Un taux minimum «délirant»
Pour financer son méga plan, Joe Biden compte aussi sur les profits envolés dans les paradis fiscaux des grosses entreprises. Le président américain espère les faire passer à la caisse avec un accord mondial sur un taux minimum d’imposition sur les multinationales. Mais là encore, le conservatisme fiscal des républicains pourrait doucher les ambitions du président. Si les ministres des Finances du G7 se sont mis d’accord le 5 juin sur le principe d’un taux d’au moins 15 %, cette réforme doit encore être validée par le G20 et les 138 pays qui composent le «cadre inclusif» de l’OCDE. Si une future convention internationale nécessite la modification des traités fiscaux, il faudrait alors une majorité des deux-tiers au Sénat pour l’approuver, ce qui semble quasiment impossible pour Joe Biden.
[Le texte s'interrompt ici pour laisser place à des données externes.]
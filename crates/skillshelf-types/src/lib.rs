//! Skillshelf Types - Core types for the skillshelf document system
//!
//! This module defines the data model shared by the store, matcher,
//! resolver, and session crates.

use serde::{Deserialize, Serialize};
use std::path::PathBuf;

/// The name + description pair for a document.
///
/// This is the only input the trigger matcher is allowed to see: ranking
/// works on metadata alone, so its cost never depends on body size.
#[derive(Debug, Clone, Serialize, Deserialize)]
pub struct DocumentMetadata {
    /// Unique document name (lowercase letters, digits, hyphens).
    pub name: String,
    /// Free-text description used for relevance matching. Never empty.
    pub description: String,
}

/// A fully loaded document: metadata, body, and the path it came from.
///
/// Documents are created once at store-load time and never mutated.
#[derive(Debug, Clone)]
pub struct Document {
    /// Metadata parsed from the YAML frontmatter.
    pub metadata: DocumentMetadata,
    /// Everything after the frontmatter delimiter.
    pub body: String,
    /// Source file the document was parsed from.
    pub path: PathBuf,
}

impl Document {
    /// The document name.
    pub fn name(&self) -> &str {
        &self.metadata.name
    }

    /// The document description.
    pub fn description(&self) -> &str {
        &self.metadata.description
    }

    /// Summary line for listings.
    /// Format: "- {name}: {description}"
    pub fn to_summary(&self) -> String {
        format!("- {}: {}", self.metadata.name, self.metadata.description)
    }
}

/// A link from one document's body to another document.
///
/// The target is a relative name or path; an optional fragment points at an
/// anchor inside the target.
#[derive(Debug, Clone, PartialEq, Eq)]
pub struct ReferenceLink {
    /// Target document, as written in the source body.
    pub target: String,
    /// Anchor fragment, without the leading `#`.
    pub fragment: Option<String>,
}

impl ReferenceLink {
    /// Build a link, splitting an optional `#fragment` off the raw target.
    pub fn parse(raw: &str) -> Self {
        match raw.split_once('#') {
            Some((target, fragment)) if !fragment.is_empty() => Self {
                target: target.to_string(),
                fragment: Some(fragment.to_string()),
            },
            Some((target, _)) => Self {
                target: target.to_string(),
                fragment: None,
            },
            None => Self {
                target: raw.to_string(),
                fragment: None,
            },
        }
    }

    /// The target normalized to a plain document name: `./guide.md` -> `guide`.
    pub fn target_name(&self) -> &str {
        let target = self.target.strip_prefix("./").unwrap_or(&self.target);
        target.strip_suffix(".md").unwrap_or(target)
    }
}

/// How much of a document the current session has disclosed.
///
/// Levels only move forward: `Unloaded -> MetadataLoaded -> BodyLoaded`,
/// terminal at `BodyLoaded`. There is no deactivation.
#[derive(Debug, Clone, Copy, Default, PartialEq, Eq, PartialOrd, Ord, Serialize, Deserialize)]
#[serde(rename_all = "snake_case")]
pub enum LoadLevel {
    /// Nothing disclosed yet.
    #[default]
    Unloaded,
    /// Name and description have been surfaced.
    MetadataLoaded,
    /// The full body has been read.
    BodyLoaded,
}
//! Disclosure sessions over a shared document store
//!
//! Implements the three-level progressive load. Per session, each document
//! moves through `Unloaded -> MetadataLoaded -> BodyLoaded`:
//!
//! - **activate** surfaces metadata once a query has triggered interest
//! - **expand** loads the body, only after activation
//! - **resolve_reference** follows a body link to another document without
//!   escalating the target's level
//!
//! The store is immutable and shared; each session owns its own level map,
//! so concurrent sessions need no synchronization.

pub mod error;
pub mod session;

pub use error::{Result, SessionError};
pub use session::DisclosureSession;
D’ores et déjà, la Maison Blanche a revu à la baisse ses ambitions, passant d’un taux à 21 % proposé par la Secrétaire au Trésor, Janet Yellen, début avril à un taux plancher de 15 % début juin, après des discussions ardues avec le GOP. Le taux de 21 % «était un affichage politique dans le cadre de négociations avec le Congrès américain», expliquait début juin à Libération Pascal Saint-Amans, de l’OCDE. Mais 15 % est-il pour autant plus acceptable pour le camp républicain ? Rien n’est moins sûr. Alors que Joe Biden va discuter du sujet avec ses homologues du G7 lors du sommet qui se déroule jusqu’à dimanche en Cornouailles, des élus républicains ont déjà multiplié les déclarations de mécontentement.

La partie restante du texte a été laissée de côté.